Tell how many lines in the following entries include the word "Option", giving the figure alone.
┌────────
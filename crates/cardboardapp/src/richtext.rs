//! # Rich Text
//!
//! Card text is an ordered list of [`Run`]s, each a piece of text with one
//! [`Style`]. Formatting is applied to character ranges by explicit calls; no
//! editor selection or focus state is involved.
//!
//! Runs are kept canonical after every edit: no empty runs, and no two
//! neighbours with the same style. Two documents with the same text and the
//! same per-character styling therefore compare equal.
//!
//! Ranges are in characters (Unicode scalar values), not bytes, and are
//! clamped to the text length.

use crate::error::{CardboardError, Result};
use crate::model::is_hex_color;
use std::ops::Range;

#[derive(Debug, Clone, Default, PartialEq, Eq)]
pub struct Style {
    pub bold: bool,
    pub italic: bool,
    /// `#RGB` or `#RRGGBB`.
    pub color: Option<String>,
}

impl Style {
    pub fn is_plain(&self) -> bool {
        *self == Style::default()
    }
}

#[derive(Debug, Clone, PartialEq, Eq)]
pub struct Run {
    pub text: String,
    pub style: Style,
}

#[derive(Debug, Clone, Default, PartialEq, Eq)]
pub struct RichText {
    runs: Vec<Run>,
}

fn char_len(s: &str) -> usize {
    s.chars().count()
}

fn byte_index(s: &str, chars: usize) -> usize {
    s.char_indices().nth(chars).map_or(s.len(), |(b, _)| b)
}

impl RichText {
    pub fn new() -> Self {
        Self::default()
    }

    pub fn from_plain(text: &str) -> Self {
        let mut rich = Self::new();
        rich.push(text, Style::default());
        rich
    }

    pub fn runs(&self) -> &[Run] {
        &self.runs
    }

    /// Length in characters.
    pub fn len(&self) -> usize {
        self.runs.iter().map(|r| char_len(&r.text)).sum()
    }

    pub fn is_empty(&self) -> bool {
        self.runs.is_empty()
    }

    pub fn plain_text(&self) -> String {
        self.runs.iter().map(|r| r.text.as_str()).collect()
    }

    pub fn push(&mut self, text: &str, style: Style) {
        let end = self.len();
        self.insert(end, text, style);
    }

    pub fn insert(&mut self, at: usize, text: &str, style: Style) {
        if text.is_empty() {
            return;
        }
        let at = at.min(self.len());
        let index = self.split_at(at);
        self.runs.insert(
            index,
            Run {
                text: text.to_string(),
                style,
            },
        );
        self.normalize();
    }

    pub fn delete(&mut self, range: Range<usize>) {
        let Some((start, end)) = self.clamp(range) else {
            return;
        };
        let first = self.split_at(start);
        let last = self.split_at(end);
        self.runs.drain(first..last);
        self.normalize();
    }

    /// Makes the range bold, or plain if it is already bold throughout.
    pub fn toggle_bold(&mut self, range: Range<usize>) {
        let all_bold = self.all_in(range.clone(), |s| s.bold);
        self.restyle(range, |s| s.bold = !all_bold);
    }

    /// Makes the range italic, or upright if it is already italic throughout.
    pub fn toggle_italic(&mut self, range: Range<usize>) {
        let all_italic = self.all_in(range.clone(), |s| s.italic);
        self.restyle(range, |s| s.italic = !all_italic);
    }

    /// Colours the range; `None` removes any colour.
    pub fn set_color(&mut self, range: Range<usize>, color: Option<&str>) -> Result<()> {
        if let Some(c) = color {
            if !is_hex_color(c) {
                return Err(CardboardError::Validation(format!(
                    "'{}' is not a #RGB or #RRGGBB colour",
                    c
                )));
            }
        }
        let color = color.map(str::to_string);
        self.restyle(range, |s| s.color = color.clone());
        Ok(())
    }

    /// Renders HTML with `<b>`, `<i>` and coloured `<span>` wrappers.
    ///
    /// Text is escaped and line breaks become `<br>`. Unstyled text is emitted
    /// bare, so plain input renders to its escaped self.
    pub fn to_html(&self) -> String {
        let mut html = String::new();
        for run in &self.runs {
            let mut body = escape_html(&run.text);
            if run.style.italic {
                body = format!("<i>{}</i>", body);
            }
            if run.style.bold {
                body = format!("<b>{}</b>", body);
            }
            if let Some(color) = &run.style.color {
                body = format!("<span style=\"color: {}\">{}</span>", color, body);
            }
            html.push_str(&body);
        }
        html
    }

    fn clamp(&self, range: Range<usize>) -> Option<(usize, usize)> {
        let len = self.len();
        let start = range.start.min(len);
        let end = range.end.min(len);
        (start < end).then_some((start, end))
    }

    /// Ensures a run boundary at char position `pos`, returning the index of
    /// the run starting there.
    fn split_at(&mut self, pos: usize) -> usize {
        let mut offset = 0;
        for i in 0..self.runs.len() {
            if pos == offset {
                return i;
            }
            let len = char_len(&self.runs[i].text);
            if pos < offset + len {
                let byte = byte_index(&self.runs[i].text, pos - offset);
                let tail = self.runs[i].text.split_off(byte);
                let style = self.runs[i].style.clone();
                self.runs.insert(i + 1, Run { text: tail, style });
                return i + 1;
            }
            offset += len;
        }
        self.runs.len()
    }

    fn all_in(&self, range: Range<usize>, check: impl Fn(&Style) -> bool) -> bool {
        let Some((start, end)) = self.clamp(range) else {
            return false;
        };
        let mut offset = 0;
        for run in &self.runs {
            let len = char_len(&run.text);
            let overlaps = offset < end && start < offset + len;
            if overlaps && !check(&run.style) {
                return false;
            }
            offset += len;
        }
        true
    }

    fn restyle(&mut self, range: Range<usize>, apply: impl Fn(&mut Style)) {
        let Some((start, end)) = self.clamp(range) else {
            return;
        };
        let first = self.split_at(start);
        let last = self.split_at(end);
        for run in &mut self.runs[first..last] {
            apply(&mut run.style);
        }
        self.normalize();
    }

    fn normalize(&mut self) {
        let mut merged: Vec<Run> = Vec::with_capacity(self.runs.len());
        for run in self.runs.drain(..) {
            if run.text.is_empty() {
                continue;
            }
            match merged.last_mut() {
                Some(prev) if prev.style == run.style => prev.text.push_str(&run.text),
                _ => merged.push(run),
            }
        }
        self.runs = merged;
    }
}

fn escape_html(text: &str) -> String {
    let mut out = String::with_capacity(text.len());
    for c in text.chars() {
        match c {
            '&' => out.push_str("&amp;"),
            '<' => out.push_str("&lt;"),
            '>' => out.push_str("&gt;"),
            '"' => out.push_str("&quot;"),
            '\'' => out.push_str("&#39;"),
            '\n' => out.push_str("<br>"),
            other => out.push(other),
        }
    }
    out
}

#[cfg(test)]
mod tests {
    use super::*;

    fn bold() -> Style {
        Style {
            bold: true,
            ..Style::default()
        }
    }

    #[test]
    fn plain_text_roundtrip() {
        let rich = RichText::from_plain("hello world");
        assert_eq!(rich.runs().len(), 1);
        assert_eq!(rich.plain_text(), "hello world");
        assert_eq!(rich.len(), 11);
        assert!(RichText::from_plain("").is_empty());
    }

    #[test]
    fn toggle_splits_runs_at_range_edges() {
        let mut rich = RichText::from_plain("hello world");
        rich.toggle_bold(6..11);
        assert_eq!(
            rich.runs(),
            &[
                Run {
                    text: "hello ".into(),
                    style: Style::default()
                },
                Run {
                    text: "world".into(),
                    style: bold()
                },
            ]
        );
    }

    #[test]
    fn toggle_on_fully_bold_range_clears_it() {
        let mut rich = RichText::from_plain("abcdef");
        rich.toggle_bold(0..6);
        rich.toggle_bold(2..4);
        let styles: Vec<bool> = rich.runs().iter().map(|r| r.style.bold).collect();
        assert_eq!(styles, vec![true, false, true]);

        // Mixed range becomes fully bold, then neighbours merge.
        rich.toggle_bold(1..5);
        assert_eq!(rich.runs().len(), 1);
        assert!(rich.runs()[0].style.bold);
    }

    #[test]
    fn styles_combine_and_render_nested() {
        let mut rich = RichText::from_plain("abc");
        rich.toggle_italic(0..3);
        rich.toggle_bold(1..2);
        rich.set_color(1..2, Some("#F00")).unwrap();
        assert_eq!(
            rich.to_html(),
            "<i>a</i><span style=\"color: #F00\"><b><i>b</i></b></span><i>c</i>"
        );
    }

    #[test]
    fn invalid_color_rejected() {
        let mut rich = RichText::from_plain("abc");
        assert!(rich.set_color(0..1, Some("red")).is_err());
        rich.set_color(0..3, Some("#123456")).unwrap();
        rich.set_color(0..3, None).unwrap();
        assert!(rich.runs()[0].style.is_plain());
    }

    #[test]
    fn html_is_escaped() {
        let rich = RichText::from_plain("a < b & \"c\"\nnext");
        assert_eq!(rich.to_html(), "a &lt; b &amp; &quot;c&quot;<br>next");
    }

    #[test]
    fn ranges_count_characters_not_bytes() {
        let mut rich = RichText::from_plain("héllo wörld");
        rich.toggle_bold(1..2);
        assert_eq!(rich.runs()[1].text, "é");
        rich.delete(6..11);
        assert_eq!(rich.plain_text(), "héllo ");
    }

    #[test]
    fn insert_inherits_nothing_and_merges() {
        let mut rich = RichText::new();
        rich.push("world", bold());
        rich.insert(0, "hello ", Style::default());
        rich.insert(100, "!", bold());
        assert_eq!(rich.runs().len(), 2);
        assert_eq!(rich.runs()[1].text, "world!");
        assert_eq!(rich.to_html(), "hello <b>world!</b>");
    }

    #[test]
    fn out_of_range_edits_are_clamped() {
        let mut rich = RichText::from_plain("abc");
        rich.toggle_bold(2..50);
        assert_eq!(rich.runs()[1].text, "c");
        rich.toggle_italic(10..20);
        rich.delete(5..9);
        assert_eq!(rich.plain_text(), "abc");
    }
}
└────────
• _SOLUTION TO THIS PROBLEM_
3